Exercise details => Copy out, unchanged, every line from the start of the records to the line that contains "let parse_part = |part: &str|", and stop there.

[Information given — start]

//! Calendar policy: working hours, working weekdays and fixed-date holidays
//!
//! Holidays are keyed by month and day only, so a table is accurate for the
//! single year it was written for. Rules like "third Monday of January" move
//! every year; callers that need another year supply their own table through
//! [`CalendarPolicy::with_holiday`].

use chrono::{Datelike, NaiveDate, Weekday};
use std::collections::BTreeMap;
use std::fmt;
use std::str::FromStr;

use crate::error::{DueDateError, Result};

pub const DEFAULT_START_HOUR: u32 = 9; // 9 AM
pub const DEFAULT_END_HOUR: u32 = 17; // 5 PM (17:00)

pub const DEFAULT_WORKING_DAYS: [Weekday; 5] = [
    Weekday::Mon,
    Weekday::Tue,
    Weekday::Wed,
    Weekday::Thu,
    Weekday::Fri,
];

/// US federal holidays as observed in 2025
const US_FEDERAL_2025: [(u32, u32, &str); 10] = [
    (1, 1, "New Year's Day"),
    (1, 20, "Martin Luther King Jr. Day"),
    (2, 17, "Presidents' Day"),
    (5, 26, "Memorial Day"),
    (7, 4, "Independence Day"),
    (9, 1, "Labor Day"),
    (10, 13, "Columbus Day"),
    (11, 11, "Veterans Day"),
    (11, 27, "Thanksgiving Day"),
    (12, 25, "Christmas Day"),
];

const MAX_DAYS_IN_MONTH: [u32; 12] = [31, 29, 31, 30, 31, 30, 31, 31, 30, 31, 30, 31];

/// A year-independent calendar day
#[derive(Debug, Clone, Copy, PartialEq, Eq, PartialOrd, Ord, Hash)]
pub struct MonthDay {
    month: u32,
    day: u32,
}

impl MonthDay {
    pub fn new(month: u32, day: u32) -> Result<Self> {
        if !(1..=12).contains(&month) || day == 0 || day > MAX_DAYS_IN_MONTH[month as usize - 1] {
            return Err(DueDateError::InvalidHoliday(format!("{:02}/{:02}", month, day)));
        }
        Ok(Self { month, day })
    }

    pub fn month(&self) -> u32 {
        self.month
    }

    pub fn day(&self) -> u32 {
        self.day
    }
}

impl From<NaiveDate> for MonthDay {
    fn from(date: NaiveDate) -> Self {
        Self {
            month: date.month(),
            day: date.day(),
        }
    }
}

impl FromStr for MonthDay {
    type Err = DueDateError;

    fn from_str(s: &str) -> Result<Self> {
        let invalid = || DueDateError::InvalidHoliday(s.to_string());
        let (month, day) = s.trim().split_once('/').ok_or_else(invalid)?;

        let parse_part = |part: &str| -> Result<u32> {
            if part.is_empty() || part.len() > 2 || !part.bytes().all(|b| b.is_ascii_digit()) {
                return Err(invalid());
            }
            part.parse().map_err(|_| invalid())
        };

        Self::new(parse_part(month)?, parse_part(day)?).map_err(|_| invalid())
    }
}

impl fmt::Display for MonthDay {
    fn fmt(&self, f: &mut fmt::Formatter<'_>) -> fmt::Result {
        write!(f, "{:02}/{:02}", self.month, self.day)
    }
}

/// Immutable working-time rules shared by every calculation
#[derive(Debug, Clone, PartialEq, Eq)]
pub struct CalendarPolicy {
    start_hour: u32,
    end_hour: u32,
    working_days: Vec<Weekday>,
    holidays: BTreeMap<MonthDay, String>,
}

impl CalendarPolicy {
    pub fn new(
        start_hour: u32,
        end_hour: u32,
        working_days: &[Weekday],
        holidays: impl IntoIterator<Item = (MonthDay, String)>,
    ) -> Result<Self> {
        if end_hour > 24 {
            return Err(DueDateError::InvalidPolicy(format!(
                "end hour {} is past midnight",
                end_hour
            )));
        }
        if start_hour >= end_hour {
            return Err(DueDateError::InvalidPolicy(format!(
                "start hour {} must be before end hour {}",
                start_hour, end_hour
            )));
        }

        let mut days: Vec<Weekday> = Vec::with_capacity(working_days.len());
        for day in working_days {
            if !days.contains(day) {
                days.push(*day);
            }
        }
        if days.is_empty() {
            return Err(DueDateError::InvalidPolicy(
                "at least one working weekday is required".to_string(),
            ));
        }
        days.sort_by_key(|d| d.num_days_from_monday());

        Ok(Self {
            start_hour,
            end_hour,
            working_days: days,
            holidays: holidays.into_iter().collect(),
        })
    }

    /// 9-to-5, Monday to Friday, with the 2025 US federal holidays
    pub fn us_federal_2025() -> Self {
        Self {
            start_hour: DEFAULT_START_HOUR,
            end_hour: DEFAULT_END_HOUR,
            working_days: DEFAULT_WORKING_DAYS.to_vec(),
            holidays: US_FEDERAL_2025
                .iter()
                .map(|&(month, day, name)| (MonthDay { month, day }, name.to_string()))
                .collect(),
        }
    }

    pub fn with_holiday(mut self, date: MonthDay, name: impl Into<String>) -> Self {
        self.holidays.insert(date, name.into());
        self
    }

    pub fn without_holidays(mut self) -> Self {
        self.holidays.clear();
        self
    }

    pub fn start_hour(&self) -> u32 {
        self.start_hour
    }

    pub fn end_hour(&self) -> u32 {
        self.end_hour
    }

    pub fn working_days(&self) -> &[Weekday] {
        &self.working_days
    }

    pub fn holidays(&self) -> impl Iterator<Item = (&MonthDay, &str)> {
        self.holidays.iter().map(|(date, name)| (date, name.as_str()))
    }

    /// Length of one working day in seconds, used to convert turnaround days
    pub fn working_day_seconds(&self) -> i64 {
        (self.end_hour - self.start_hour) as i64 * 3600
    }

    /// True if the weekday is a working weekday. Holidays are not considered.
    pub fn is_working_day(&self, date: NaiveDate) -> bool {
        self.working_days.contains(&date.weekday())
    }

    /// True if the month/day of `date` is in the holiday table, for any year
    pub fn is_holiday(&self, date: NaiveDate) -> bool {
        self.holidays.contains_key(&MonthDay::from(date))
    }

    pub fn holiday_name(&self, date: NaiveDate) -> Option<&str> {
        self.holidays.get(&MonthDay::from(date)).map(String::as_str)
    }

    /// Working weekday that is not a holiday
    pub fn is_business_day(&self, date: NaiveDate) -> bool {
        self.is_working_day(date) && !self.is_holiday(date)
    }
}

impl Default for CalendarPolicy {
    fn default() -> Self {
        Self::us_federal_2025()
    }
}

#[cfg(test)]
mod tests {
    use super::*;

    fn date(y: i32, m: u32, d: u32) -> NaiveDate {
        NaiveDate::from_ymd_opt(y, m, d).unwrap()
    }

    fn no_holidays() -> Vec<(MonthDay, String)> {
        Vec::new()
    }

    // === MonthDay ===

    #[test]
    fn test_month_day_parse_and_display() {
        let md: MonthDay = "01/01".parse().unwrap();
        assert_eq!(md.month(), 1);
        assert_eq!(md.day(), 1);
        assert_eq!(md.to_string(), "01/01");

        // Single digits are accepted and displayed zero-padded
        let md: MonthDay = "7/4".parse().unwrap();
        assert_eq!(md.to_string(), "07/04");
    }

    #[test]
    fn test_month_day_leap_day_accepted() {
        let md: MonthDay = "02/29".parse().unwrap();
        assert_eq!(md.to_string(), "02/29");
    }

    #[test]
    fn test_month_day_rejects_garbage() {
        for bad in [
            "", "/", "13/01", "00/10", "02/30", "04/31", "1/1/2025", "ab/cd", "001/01", "+1/01",
        ] {
            assert!(bad.parse::<MonthDay>().is_err(), "{:?} should be rejected", bad);
        }
    }

    #[test]
    fn test_month_day_error_names_input() {
        let err = "02/30".parse::<MonthDay>().unwrap_err();
        assert_eq!(err, DueDateError::InvalidHoliday("02/30".to_string()));
    }

    // === Policy construction ===

    #[test]
    fn test_default_policy_matches_us_table() {
        let policy = CalendarPolicy::default();
        assert_eq!(policy.start_hour(), 9);
        assert_eq!(policy.end_hour(), 17);
        assert_eq!(policy.working_day_seconds(), 8 * 3600);
        assert_eq!(policy.working_days(), &DEFAULT_WORKING_DAYS);

        let holidays: Vec<String> = policy.holidays().map(|(d, _)| d.to_string()).collect();
        assert_eq!(
            holidays,
            vec![
                "01/01", "01/20", "02/17", "05/26", "07/04", "09/01", "10/13", "11/11", "11/27",
                "12/25",
            ]
        );
    }

    #[test]
    fn test_new_rejects_inverted_hours() {
        assert!(CalendarPolicy::new(17, 9, &DEFAULT_WORKING_DAYS, no_holidays()).is_err());
        assert!(CalendarPolicy::new(9, 9, &DEFAULT_WORKING_DAYS, no_holidays()).is_err());
        assert!(CalendarPolicy::new(9, 25, &DEFAULT_WORKING_DAYS, no_holidays()).is_err());
        assert!(CalendarPolicy::new(0, 24, &DEFAULT_WORKING_DAYS, no_holidays()).is_ok());
    }

    #[test]
    fn test_new_rejects_no_working_days() {
        let result = CalendarPolicy::new(9, 17, &[], no_holidays());
        assert!(matches!(result, Err(DueDateError::InvalidPolicy(_))));
    }

    #[test]
    fn test_new_dedups_and_sorts_weekdays() {
        let days = [Weekday::Fri, Weekday::Mon, Weekday::Fri];
        let policy = CalendarPolicy::new(9, 17, &days, no_holidays()).unwrap();
        assert_eq!(policy.working_days(), &[Weekday::Mon, Weekday::Fri]);
    }

    // === Predicates ===

    #[test]
    fn test_is_working_day_weekdays() {
        let policy = CalendarPolicy::default();
        // 2025-12-29 is a Monday; the run crosses into January
        let monday = date(2025, 12, 29);
        for offset in 0..5 {
            let day = monday + chrono::Days::new(offset);
            assert!(policy.is_working_day(day), "{} should be a working day", day);
        }
        // New Year's Day is still a working weekday, only a holiday
        assert!(policy.is_working_day(date(2026, 1, 1)));
        assert!(!policy.is_business_day(date(2026, 1, 1)));
        assert!(!policy.is_working_day(date(2026, 1, 3))); // Saturday
        assert!(!policy.is_working_day(date(2026, 1, 4))); // Sunday
    }

    #[test]
    fn test_is_holiday_ignores_year() {
        let policy = CalendarPolicy::default();
        assert!(policy.is_holiday(date(2025, 12, 25)));
        assert!(policy.is_holiday(date(2026, 1, 1)));
        assert!(policy.is_holiday(date(1999, 7, 4)));
        assert!(!policy.is_holiday(date(2025, 12, 30)));
    }

    #[test]
    fn test_holiday_name_lookup() {
        let policy = CalendarPolicy::default();
        assert_eq!(policy.holiday_name(date(2026, 1, 1)), Some("New Year's Day"));
        assert_eq!(policy.holiday_name(date(2026, 1, 2)), None);
    }

    #[test]
    fn test_with_and_without_holidays() {
        let policy = CalendarPolicy::default()
            .without_holidays()
            .with_holiday("12/24".parse().unwrap(), "Christmas Eve");
        assert!(!policy.is_holiday(date(2025, 12, 25)));
        assert!(policy.is_holiday(date(2025, 12, 24)));
        assert!(!policy.is_business_day(date(2025, 12, 24)));
        assert!(policy.is_business_day(date(2025, 12, 25)));
    }
}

[Information given — finish]

Finished exercise =>
//! Calendar policy: working hours, working weekdays and fixed-date holidays
//!
//! Holidays are keyed by month and day only, so a table is accurate for the
//! single year it was written for. Rules like "third Monday of January" move
//! every year; callers that need another year supply their own table through
//! [`CalendarPolicy::with_holiday`].

use chrono::{Datelike, NaiveDate, Weekday};
use std::collections::BTreeMap;
use std::fmt;
use std::str::FromStr;

use crate::error::{DueDateError, Result};

pub const DEFAULT_START_HOUR: u32 = 9; // 9 AM
pub const DEFAULT_END_HOUR: u32 = 17; // 5 PM (17:00)

pub const DEFAULT_WORKING_DAYS: [Weekday; 5] = [
    Weekday::Mon,
    Weekday::Tue,
    Weekday::Wed,
    Weekday::Thu,
    Weekday::Fri,
];

/// US federal holidays as observed in 2025
const US_FEDERAL_2025: [(u32, u32, &str); 10] = [
    (1, 1, "New Year's Day"),
    (1, 20, "Martin Luther King Jr. Day"),
    (2, 17, "Presidents' Day"),
    (5, 26, "Memorial Day"),
    (7, 4, "Independence Day"),
    (9, 1, "Labor Day"),
    (10, 13, "Columbus Day"),
    (11, 11, "Veterans Day"),
    (11, 27, "Thanksgiving Day"),
    (12, 25, "Christmas Day"),
];

const MAX_DAYS_IN_MONTH: [u32; 12] = [31, 29, 31, 30, 31, 30, 31, 31, 30, 31, 30, 31];

/// A year-independent calendar day
#[derive(Debug, Clone, Copy, PartialEq, Eq, PartialOrd, Ord, Hash)]
pub struct MonthDay {
    month: u32,
    day: u32,
}

impl MonthDay {
    pub fn new(month: u32, day: u32) -> Result<Self> {
        if !(1..=12).contains(&month) || day == 0 || day > MAX_DAYS_IN_MONTH[month as usize - 1] {
            return Err(DueDateError::InvalidHoliday(format!("{:02}/{:02}", month, day)));
        }
        Ok(Self { month, day })
    }

    pub fn month(&self) -> u32 {
        self.month
    }

    pub fn day(&self) -> u32 {
        self.day
    }
}

impl From<NaiveDate> for MonthDay {
    fn from(date: NaiveDate) -> Self {
        Self {
            month: date.month(),
            day: date.day(),
        }
    }
}

impl FromStr for MonthDay {
    type Err = DueDateError;

    fn from_str(s: &str) -> Result<Self> {
        let invalid = || DueDateError::InvalidHoliday(s.to_string());
        let (month, day) = s.trim().split_once('/').ok_or_else(invalid)?;

        let parse_part = |part: &str| -> Result<u32> {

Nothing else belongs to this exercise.